* **PROBLEM TO SOLVE**
This exercise calls for every line of the data below with the string "latitude" in it.

Stored items
++++++

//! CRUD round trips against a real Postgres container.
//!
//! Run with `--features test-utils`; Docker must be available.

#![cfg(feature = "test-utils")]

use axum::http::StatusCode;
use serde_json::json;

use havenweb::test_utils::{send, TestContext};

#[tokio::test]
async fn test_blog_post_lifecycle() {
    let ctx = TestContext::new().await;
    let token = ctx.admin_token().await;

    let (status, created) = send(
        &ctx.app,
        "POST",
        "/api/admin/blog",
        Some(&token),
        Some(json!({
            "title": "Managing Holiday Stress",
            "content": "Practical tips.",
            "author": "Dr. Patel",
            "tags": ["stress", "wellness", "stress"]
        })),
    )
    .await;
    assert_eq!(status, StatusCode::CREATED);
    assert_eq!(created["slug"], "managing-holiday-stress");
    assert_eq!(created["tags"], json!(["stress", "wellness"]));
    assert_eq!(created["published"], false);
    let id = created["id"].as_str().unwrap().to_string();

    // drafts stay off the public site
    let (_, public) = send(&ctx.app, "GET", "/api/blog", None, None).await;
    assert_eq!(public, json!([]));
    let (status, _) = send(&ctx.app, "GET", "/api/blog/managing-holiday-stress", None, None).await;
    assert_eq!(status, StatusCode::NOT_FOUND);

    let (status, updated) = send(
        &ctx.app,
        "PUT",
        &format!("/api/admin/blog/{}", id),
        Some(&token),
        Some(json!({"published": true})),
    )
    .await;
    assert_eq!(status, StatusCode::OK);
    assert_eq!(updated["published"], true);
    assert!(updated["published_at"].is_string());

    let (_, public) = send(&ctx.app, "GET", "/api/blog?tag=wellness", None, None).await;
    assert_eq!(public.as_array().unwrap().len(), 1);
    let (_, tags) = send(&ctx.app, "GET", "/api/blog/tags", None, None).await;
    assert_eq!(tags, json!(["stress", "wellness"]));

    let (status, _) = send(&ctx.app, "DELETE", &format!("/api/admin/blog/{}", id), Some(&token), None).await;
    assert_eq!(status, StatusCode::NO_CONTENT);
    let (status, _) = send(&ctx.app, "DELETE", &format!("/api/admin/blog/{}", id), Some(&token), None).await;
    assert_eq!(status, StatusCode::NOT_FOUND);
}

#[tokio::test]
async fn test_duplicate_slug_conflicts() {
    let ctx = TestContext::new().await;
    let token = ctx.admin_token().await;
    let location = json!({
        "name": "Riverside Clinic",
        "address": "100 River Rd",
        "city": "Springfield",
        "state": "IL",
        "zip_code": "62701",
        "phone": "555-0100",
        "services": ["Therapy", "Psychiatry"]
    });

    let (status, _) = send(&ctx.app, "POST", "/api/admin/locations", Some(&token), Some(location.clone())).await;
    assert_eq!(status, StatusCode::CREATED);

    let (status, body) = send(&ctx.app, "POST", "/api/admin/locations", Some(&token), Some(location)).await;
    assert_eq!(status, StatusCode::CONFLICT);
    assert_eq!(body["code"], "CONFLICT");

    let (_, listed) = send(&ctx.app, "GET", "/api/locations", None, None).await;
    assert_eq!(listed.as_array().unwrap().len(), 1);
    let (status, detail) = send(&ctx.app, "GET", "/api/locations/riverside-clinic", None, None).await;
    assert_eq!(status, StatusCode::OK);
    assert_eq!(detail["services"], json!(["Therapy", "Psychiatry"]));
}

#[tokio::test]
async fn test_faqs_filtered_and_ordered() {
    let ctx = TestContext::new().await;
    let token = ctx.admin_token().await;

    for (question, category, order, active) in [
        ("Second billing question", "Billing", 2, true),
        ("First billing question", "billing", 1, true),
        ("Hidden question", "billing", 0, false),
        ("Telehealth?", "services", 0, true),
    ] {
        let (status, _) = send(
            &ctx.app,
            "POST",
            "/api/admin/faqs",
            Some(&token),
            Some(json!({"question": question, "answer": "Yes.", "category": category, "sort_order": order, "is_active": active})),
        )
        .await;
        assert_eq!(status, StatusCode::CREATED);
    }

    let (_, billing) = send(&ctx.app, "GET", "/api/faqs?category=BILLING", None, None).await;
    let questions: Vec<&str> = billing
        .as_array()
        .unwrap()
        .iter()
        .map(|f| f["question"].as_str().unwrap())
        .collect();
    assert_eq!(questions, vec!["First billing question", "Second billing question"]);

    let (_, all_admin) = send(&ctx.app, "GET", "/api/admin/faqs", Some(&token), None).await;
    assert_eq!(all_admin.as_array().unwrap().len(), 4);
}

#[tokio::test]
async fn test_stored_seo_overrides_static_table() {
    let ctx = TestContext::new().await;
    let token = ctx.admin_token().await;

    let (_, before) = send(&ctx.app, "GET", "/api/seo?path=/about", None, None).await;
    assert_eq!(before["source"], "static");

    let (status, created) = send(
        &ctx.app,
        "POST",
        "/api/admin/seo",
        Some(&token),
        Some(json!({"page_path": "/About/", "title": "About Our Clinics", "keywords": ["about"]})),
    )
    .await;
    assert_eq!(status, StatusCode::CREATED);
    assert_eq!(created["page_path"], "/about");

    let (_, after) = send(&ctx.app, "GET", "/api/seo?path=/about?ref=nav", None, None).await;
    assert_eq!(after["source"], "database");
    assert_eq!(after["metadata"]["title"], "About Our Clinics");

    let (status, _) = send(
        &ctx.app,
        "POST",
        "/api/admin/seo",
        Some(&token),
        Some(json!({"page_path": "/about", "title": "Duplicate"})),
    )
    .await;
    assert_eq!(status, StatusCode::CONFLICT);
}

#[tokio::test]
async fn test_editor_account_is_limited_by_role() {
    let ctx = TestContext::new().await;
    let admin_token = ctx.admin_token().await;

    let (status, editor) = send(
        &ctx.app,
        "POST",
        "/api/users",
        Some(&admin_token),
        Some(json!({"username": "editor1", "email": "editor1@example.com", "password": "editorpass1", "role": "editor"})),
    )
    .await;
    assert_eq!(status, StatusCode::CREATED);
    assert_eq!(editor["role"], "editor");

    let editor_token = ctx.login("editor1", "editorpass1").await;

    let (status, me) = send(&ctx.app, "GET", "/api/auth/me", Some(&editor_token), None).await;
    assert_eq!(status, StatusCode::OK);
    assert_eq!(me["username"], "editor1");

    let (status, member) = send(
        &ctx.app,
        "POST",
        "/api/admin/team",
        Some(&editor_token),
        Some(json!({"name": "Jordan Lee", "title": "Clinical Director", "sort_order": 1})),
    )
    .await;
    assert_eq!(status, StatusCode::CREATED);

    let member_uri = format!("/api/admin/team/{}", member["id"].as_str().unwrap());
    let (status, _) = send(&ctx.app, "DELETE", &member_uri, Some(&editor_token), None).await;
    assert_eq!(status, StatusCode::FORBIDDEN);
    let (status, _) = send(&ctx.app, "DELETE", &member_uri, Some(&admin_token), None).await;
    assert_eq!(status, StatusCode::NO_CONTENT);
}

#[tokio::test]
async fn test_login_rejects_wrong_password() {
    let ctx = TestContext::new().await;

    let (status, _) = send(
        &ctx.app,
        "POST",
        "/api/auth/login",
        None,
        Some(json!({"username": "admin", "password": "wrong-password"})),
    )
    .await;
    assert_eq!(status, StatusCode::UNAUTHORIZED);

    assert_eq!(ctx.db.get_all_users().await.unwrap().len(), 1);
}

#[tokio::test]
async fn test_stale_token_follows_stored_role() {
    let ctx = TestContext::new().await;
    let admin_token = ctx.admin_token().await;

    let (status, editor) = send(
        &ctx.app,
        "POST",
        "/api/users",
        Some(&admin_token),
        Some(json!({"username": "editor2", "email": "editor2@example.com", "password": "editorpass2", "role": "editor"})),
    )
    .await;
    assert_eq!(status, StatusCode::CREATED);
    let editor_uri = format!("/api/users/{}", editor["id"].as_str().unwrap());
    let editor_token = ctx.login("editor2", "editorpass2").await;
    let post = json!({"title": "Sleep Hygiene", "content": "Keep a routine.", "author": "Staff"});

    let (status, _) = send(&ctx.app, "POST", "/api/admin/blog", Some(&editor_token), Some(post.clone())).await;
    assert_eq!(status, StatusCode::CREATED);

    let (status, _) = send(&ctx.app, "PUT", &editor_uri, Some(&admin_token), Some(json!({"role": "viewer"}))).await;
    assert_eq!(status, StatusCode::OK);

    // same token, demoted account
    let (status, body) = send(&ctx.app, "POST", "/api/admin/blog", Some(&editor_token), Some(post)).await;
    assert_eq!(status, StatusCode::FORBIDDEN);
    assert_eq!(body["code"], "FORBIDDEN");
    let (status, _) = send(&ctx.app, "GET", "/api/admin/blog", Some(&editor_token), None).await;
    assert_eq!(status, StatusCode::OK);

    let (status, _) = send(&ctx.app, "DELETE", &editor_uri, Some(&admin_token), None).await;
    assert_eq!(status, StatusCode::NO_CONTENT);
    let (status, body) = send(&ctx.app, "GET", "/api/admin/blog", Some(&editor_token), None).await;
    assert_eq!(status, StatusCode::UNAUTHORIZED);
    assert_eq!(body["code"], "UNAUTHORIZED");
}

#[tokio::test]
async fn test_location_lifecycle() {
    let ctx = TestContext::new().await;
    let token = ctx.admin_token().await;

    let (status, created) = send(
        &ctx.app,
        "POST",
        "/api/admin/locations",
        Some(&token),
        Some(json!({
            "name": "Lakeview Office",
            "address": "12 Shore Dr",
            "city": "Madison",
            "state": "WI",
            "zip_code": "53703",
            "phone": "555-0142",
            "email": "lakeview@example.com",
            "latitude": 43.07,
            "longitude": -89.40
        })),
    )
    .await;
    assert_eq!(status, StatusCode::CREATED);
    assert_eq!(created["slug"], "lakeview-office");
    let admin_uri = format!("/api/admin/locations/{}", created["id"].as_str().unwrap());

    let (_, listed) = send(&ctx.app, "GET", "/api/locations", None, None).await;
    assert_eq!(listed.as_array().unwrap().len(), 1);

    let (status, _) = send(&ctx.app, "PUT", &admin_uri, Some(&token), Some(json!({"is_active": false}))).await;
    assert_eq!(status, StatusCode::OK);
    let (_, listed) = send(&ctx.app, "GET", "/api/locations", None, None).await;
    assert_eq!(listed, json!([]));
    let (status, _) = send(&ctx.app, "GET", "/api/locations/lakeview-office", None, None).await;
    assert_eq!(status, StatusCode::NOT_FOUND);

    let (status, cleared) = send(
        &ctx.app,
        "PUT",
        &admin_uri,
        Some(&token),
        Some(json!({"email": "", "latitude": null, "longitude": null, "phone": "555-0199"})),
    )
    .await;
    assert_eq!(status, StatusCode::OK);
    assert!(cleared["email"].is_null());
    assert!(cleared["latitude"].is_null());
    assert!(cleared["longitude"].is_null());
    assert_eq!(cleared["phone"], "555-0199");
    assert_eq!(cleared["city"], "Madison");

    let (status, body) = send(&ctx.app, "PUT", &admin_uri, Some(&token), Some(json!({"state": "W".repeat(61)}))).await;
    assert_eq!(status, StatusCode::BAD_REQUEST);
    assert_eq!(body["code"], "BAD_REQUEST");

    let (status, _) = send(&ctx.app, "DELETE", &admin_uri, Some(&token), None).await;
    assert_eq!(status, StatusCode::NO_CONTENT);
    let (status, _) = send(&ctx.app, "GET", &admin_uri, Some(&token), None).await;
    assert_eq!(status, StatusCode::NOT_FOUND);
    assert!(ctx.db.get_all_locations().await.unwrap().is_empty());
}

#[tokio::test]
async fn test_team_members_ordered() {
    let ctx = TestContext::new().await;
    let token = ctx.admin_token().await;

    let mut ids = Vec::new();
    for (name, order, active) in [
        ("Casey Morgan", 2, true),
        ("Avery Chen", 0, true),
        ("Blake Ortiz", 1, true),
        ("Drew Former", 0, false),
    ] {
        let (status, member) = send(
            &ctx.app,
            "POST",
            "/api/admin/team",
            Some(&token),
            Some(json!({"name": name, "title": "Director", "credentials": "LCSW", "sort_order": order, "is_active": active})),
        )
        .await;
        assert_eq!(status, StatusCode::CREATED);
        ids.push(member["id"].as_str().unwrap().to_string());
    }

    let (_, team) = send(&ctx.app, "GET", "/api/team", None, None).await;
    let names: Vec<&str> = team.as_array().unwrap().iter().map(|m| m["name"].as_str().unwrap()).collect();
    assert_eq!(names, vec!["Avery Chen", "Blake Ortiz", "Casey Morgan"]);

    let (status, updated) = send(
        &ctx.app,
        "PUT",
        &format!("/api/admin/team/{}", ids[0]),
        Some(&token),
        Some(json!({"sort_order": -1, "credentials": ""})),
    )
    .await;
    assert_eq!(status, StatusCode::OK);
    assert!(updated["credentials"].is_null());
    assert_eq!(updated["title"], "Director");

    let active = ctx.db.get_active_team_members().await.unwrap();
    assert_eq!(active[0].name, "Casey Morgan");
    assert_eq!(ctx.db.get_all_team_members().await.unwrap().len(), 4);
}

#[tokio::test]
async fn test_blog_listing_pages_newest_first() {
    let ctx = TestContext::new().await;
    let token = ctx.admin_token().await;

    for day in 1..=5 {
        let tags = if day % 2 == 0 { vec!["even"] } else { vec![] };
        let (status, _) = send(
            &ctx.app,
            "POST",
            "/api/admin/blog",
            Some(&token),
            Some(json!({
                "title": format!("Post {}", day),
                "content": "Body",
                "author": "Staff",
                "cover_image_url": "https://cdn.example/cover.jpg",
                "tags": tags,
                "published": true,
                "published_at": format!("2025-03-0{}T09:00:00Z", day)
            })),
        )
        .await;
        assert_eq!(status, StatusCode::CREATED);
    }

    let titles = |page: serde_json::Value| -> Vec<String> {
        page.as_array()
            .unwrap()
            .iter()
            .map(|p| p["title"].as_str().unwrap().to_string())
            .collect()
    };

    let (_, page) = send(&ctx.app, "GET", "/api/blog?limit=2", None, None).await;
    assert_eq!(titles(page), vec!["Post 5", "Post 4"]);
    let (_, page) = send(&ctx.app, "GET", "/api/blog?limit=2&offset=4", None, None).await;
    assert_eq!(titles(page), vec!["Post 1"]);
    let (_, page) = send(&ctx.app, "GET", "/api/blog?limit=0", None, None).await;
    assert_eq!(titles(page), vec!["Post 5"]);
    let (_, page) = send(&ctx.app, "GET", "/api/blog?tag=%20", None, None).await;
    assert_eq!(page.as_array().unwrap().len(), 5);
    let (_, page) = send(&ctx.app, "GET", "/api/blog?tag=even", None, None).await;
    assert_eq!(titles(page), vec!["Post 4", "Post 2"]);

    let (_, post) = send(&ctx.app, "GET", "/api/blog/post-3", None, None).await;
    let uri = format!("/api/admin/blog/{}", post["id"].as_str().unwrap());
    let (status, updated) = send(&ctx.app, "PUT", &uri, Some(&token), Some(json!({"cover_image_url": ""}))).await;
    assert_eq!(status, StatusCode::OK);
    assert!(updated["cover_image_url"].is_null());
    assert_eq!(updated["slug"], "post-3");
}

++++++

* **ANSWER BELOW**
            "latitude": 43.07,
        Some(json!({"email": "", "latitude": null, "longitude": null, "phone": "555-0199"})),
    assert!(cleared["latitude"].is_null());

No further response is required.